> **EXERCISE MATERIALS**:
*****
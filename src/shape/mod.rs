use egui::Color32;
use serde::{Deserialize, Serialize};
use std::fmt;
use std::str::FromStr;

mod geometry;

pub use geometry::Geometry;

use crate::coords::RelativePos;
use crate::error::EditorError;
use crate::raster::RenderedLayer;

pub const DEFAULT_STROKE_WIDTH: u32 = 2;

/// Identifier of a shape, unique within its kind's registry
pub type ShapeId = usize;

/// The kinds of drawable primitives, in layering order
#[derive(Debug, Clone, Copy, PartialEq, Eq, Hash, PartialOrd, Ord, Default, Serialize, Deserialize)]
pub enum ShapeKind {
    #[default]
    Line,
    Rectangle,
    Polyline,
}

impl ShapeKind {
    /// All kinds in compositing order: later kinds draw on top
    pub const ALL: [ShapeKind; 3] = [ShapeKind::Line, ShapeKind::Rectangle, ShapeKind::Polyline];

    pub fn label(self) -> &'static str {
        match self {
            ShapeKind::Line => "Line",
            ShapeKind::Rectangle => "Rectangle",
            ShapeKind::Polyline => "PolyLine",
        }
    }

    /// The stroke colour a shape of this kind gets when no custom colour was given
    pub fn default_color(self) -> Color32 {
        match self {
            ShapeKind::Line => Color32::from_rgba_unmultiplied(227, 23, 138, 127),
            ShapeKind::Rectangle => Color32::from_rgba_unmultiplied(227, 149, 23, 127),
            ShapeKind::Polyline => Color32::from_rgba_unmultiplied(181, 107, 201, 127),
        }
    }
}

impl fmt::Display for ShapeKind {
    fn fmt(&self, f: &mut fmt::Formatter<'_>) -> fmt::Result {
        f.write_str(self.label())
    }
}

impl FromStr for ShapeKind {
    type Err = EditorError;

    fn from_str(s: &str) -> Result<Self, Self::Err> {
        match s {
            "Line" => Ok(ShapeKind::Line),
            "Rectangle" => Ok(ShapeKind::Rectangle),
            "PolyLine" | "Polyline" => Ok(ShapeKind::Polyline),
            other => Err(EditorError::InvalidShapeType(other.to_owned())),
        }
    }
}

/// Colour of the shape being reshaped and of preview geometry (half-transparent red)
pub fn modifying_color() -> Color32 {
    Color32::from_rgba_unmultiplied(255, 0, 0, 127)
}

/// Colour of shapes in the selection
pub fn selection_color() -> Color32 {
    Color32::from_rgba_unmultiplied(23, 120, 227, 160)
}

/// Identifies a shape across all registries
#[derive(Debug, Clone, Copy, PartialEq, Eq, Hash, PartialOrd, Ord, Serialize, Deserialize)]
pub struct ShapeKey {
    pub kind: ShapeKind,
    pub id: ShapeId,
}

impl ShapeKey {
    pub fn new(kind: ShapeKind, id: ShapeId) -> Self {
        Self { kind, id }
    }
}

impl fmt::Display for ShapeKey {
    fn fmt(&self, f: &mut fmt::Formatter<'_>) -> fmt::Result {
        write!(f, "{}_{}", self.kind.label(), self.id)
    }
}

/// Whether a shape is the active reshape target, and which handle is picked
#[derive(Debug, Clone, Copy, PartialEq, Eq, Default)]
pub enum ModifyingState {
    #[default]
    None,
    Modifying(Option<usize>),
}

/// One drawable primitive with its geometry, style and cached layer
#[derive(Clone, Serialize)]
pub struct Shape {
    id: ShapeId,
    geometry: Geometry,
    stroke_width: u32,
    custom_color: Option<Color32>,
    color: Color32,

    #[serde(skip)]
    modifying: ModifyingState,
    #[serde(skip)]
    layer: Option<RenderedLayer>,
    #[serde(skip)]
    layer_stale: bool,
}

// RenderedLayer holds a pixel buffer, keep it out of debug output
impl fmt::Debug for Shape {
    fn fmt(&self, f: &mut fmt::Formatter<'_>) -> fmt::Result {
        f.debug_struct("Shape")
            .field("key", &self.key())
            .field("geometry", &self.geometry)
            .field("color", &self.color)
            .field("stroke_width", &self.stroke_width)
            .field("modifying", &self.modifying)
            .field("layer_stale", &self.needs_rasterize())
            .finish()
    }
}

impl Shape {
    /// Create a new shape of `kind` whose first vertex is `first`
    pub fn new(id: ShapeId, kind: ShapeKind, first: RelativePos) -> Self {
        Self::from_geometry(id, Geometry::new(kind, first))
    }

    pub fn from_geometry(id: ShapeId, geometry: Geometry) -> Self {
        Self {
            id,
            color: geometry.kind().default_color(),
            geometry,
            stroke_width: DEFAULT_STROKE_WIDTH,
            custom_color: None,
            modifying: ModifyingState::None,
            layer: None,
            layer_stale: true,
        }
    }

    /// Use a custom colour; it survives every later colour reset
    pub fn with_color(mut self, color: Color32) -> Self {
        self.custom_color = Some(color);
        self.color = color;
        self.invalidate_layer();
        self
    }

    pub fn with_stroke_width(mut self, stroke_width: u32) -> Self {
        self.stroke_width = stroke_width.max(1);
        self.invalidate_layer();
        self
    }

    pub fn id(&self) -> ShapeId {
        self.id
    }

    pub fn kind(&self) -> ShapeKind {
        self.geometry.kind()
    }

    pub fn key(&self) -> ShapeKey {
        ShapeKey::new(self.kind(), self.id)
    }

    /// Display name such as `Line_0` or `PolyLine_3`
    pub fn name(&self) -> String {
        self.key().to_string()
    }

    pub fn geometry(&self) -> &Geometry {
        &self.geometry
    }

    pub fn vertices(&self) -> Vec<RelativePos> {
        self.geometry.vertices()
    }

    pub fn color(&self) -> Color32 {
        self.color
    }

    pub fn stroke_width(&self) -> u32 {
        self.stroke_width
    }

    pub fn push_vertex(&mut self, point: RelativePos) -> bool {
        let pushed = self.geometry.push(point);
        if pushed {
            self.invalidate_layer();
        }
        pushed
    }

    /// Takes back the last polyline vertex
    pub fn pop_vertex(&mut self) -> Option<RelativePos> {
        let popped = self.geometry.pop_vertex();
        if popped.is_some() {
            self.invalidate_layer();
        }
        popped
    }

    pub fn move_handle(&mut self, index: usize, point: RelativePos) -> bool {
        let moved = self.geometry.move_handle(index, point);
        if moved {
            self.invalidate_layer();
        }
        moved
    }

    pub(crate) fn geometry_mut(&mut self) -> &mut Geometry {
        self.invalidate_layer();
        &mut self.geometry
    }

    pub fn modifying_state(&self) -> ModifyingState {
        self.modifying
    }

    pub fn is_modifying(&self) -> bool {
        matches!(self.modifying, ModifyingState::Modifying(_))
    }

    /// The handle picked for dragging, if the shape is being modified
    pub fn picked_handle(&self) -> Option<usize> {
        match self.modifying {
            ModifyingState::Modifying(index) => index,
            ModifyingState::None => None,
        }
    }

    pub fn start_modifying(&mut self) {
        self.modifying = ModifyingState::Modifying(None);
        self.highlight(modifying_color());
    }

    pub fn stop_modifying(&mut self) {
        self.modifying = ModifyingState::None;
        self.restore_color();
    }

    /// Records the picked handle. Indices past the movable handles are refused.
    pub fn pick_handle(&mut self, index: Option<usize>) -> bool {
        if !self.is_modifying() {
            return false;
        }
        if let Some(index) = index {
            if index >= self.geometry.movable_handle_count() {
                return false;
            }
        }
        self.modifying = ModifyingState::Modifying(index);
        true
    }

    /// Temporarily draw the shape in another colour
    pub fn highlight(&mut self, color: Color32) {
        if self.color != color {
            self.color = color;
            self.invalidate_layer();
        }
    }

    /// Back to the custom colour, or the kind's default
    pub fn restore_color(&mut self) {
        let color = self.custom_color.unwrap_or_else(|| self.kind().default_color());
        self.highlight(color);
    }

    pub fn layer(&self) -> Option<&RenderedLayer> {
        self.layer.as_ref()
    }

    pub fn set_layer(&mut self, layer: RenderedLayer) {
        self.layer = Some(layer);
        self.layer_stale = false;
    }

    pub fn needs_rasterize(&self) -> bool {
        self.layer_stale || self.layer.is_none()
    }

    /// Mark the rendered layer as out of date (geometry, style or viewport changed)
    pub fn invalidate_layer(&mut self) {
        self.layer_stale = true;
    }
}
*****
> **TASK**: Using the listing above, show each line holding the string "true".

> **ANSWER AREA**:
            layer_stale: true,
        true
        self.layer_stale = true;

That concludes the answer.